DoorDash LLM-Assisted Personalization Framework for Multi-Vertical Retail Discovery
As DoorDash expanded beyond restaurants into grocery, convenience, alcohol, retail, flowers, and gifting verticals, it faced the challenge of personalizing discovery across a catalog of hundreds of thousands of SKUs at a scale that makes naive prompting or brute-force generation impractical.
DoorDash built a production LLM-assisted personalization framework described as a paradigm shift, with scalable, cost-effective techniques reusable across search, recommendations, and downstream tasks, providing a shared semantic layer for future agentic workflows.

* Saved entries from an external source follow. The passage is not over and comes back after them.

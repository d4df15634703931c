mod pipeline;
mod recording;
mod renderer;
mod selection;
pub(crate) mod transform;

pub use pipeline::{
    DrawLayer, DrawSurface, FrameStats, OverlayData, RenderPipeline, Rgba, SurfaceError,
};
pub use recording::{DrawCall, RecordingSurface};
pub use renderer::Renderer;
pub use selection::select_closest;
pub use transform::Viewport;
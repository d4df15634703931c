use std::collections::BTreeMap;

use plaza_engine::{
    AccountId, Facing, HarvestNode, InMemoryProfileService, InteractTarget, Intent,
    LocalReconcile, MoveOutcome, NodeId, Pickup, PickupId, ProfileService, Rect, RemoteSnapshot,
    Scene, SceneCommand, Session, Teleporter, TeleporterId, Vec2,
};
use tracing::{debug, info, warn};

use super::profile_worker::ProfileWorker;
use super::room_layout::{BotLayout, RoomLayout};

const RETURN_PAD_ID: TeleporterId = TeleporterId(0);
const RETURN_PAD_OFFSET: f32 = 48.0;
const RETURN_PAD_HALF: f32 = 20.0;

/// Where the authority persists balances it changes.
pub(crate) trait BalanceLedger {
    fn persist_balance(&mut self, account: &AccountId, balance: u64);
}

impl BalanceLedger for ProfileWorker {
    fn persist_balance(&mut self, account: &AccountId, balance: u64) {
        self.set_balance(account, balance);
    }
}

impl BalanceLedger for InMemoryProfileService {
    fn persist_balance(&mut self, account: &AccountId, balance: u64) {
        self.set_balance(account, balance);
    }
}

#[derive(Debug, Clone)]
struct Bot {
    layout: BotLayout,
    position: Vec2,
    facing: Facing,
    next_waypoint: usize,
}

impl Bot {
    fn new(layout: BotLayout) -> Self {
        let position = layout.waypoints.first().copied().unwrap_or(Vec2::ZERO);
        let next_waypoint = 1 % layout.waypoints.len().max(1);
        Self {
            layout,
            position,
            facing: Facing::Down,
            next_waypoint,
        }
    }

    /// Walks the patrol loop; a single waypoint parks the bot.
    fn advance(&mut self, dt_seconds: f32) {
        let waypoints = &self.layout.waypoints;
        if waypoints.len() < 2 || self.layout.speed <= 0.0 {
            return;
        }
        let target = waypoints[self.next_waypoint];
        let delta = target - self.position;
        let distance = delta.length();
        let step = self.layout.speed * dt_seconds;
        if distance <= step {
            self.position = target;
            self.next_waypoint = (self.next_waypoint + 1) % waypoints.len();
        } else {
            self.position = self.position + delta * (step / distance);
        }
        if let Some(facing) = Facing::from_delta(delta) {
            self.facing = facing;
        }
    }

    fn snapshot(&self) -> RemoteSnapshot {
        RemoteSnapshot {
            id: self.layout.id,
            class: self.layout.class,
            position: self.position,
            facing: self.facing,
            harvesting: self.layout.harvests.is_some(),
        }
    }
}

Frequently asked questions
What did this team achieve with this AI workflow?
DoorDash built a production LLM-assisted personalization framework described as a paradigm shift, with scalable, cost-effective techniques reusable across search, recommendations, and downstream tasks, providing a sha…
What tools did this team use?
large language models, two-tower embedding model, multi-task rankers, Deals Generation Engine, Hierarchical Retrieval-Augmented Generation (RAG), Semantic IDs.
What results were reported?
Catalog scale: hundreds of thousands of SKUs; System scalability: scalable, cost-effective, and reusable across surfaces (source-reported, not independently verified).
How is this ecommerce ops AI workflow structured?
Five-step pipeline initiation → Two-tower embedding retrieval → Multi-task ranker scoring → Deals Generation Engine targeting → Cross-vertical novelty via knowledge graphs → LLM pipeline assistance → Hierarchical RAG for scalable LLM context → Personalized surfaces delivered.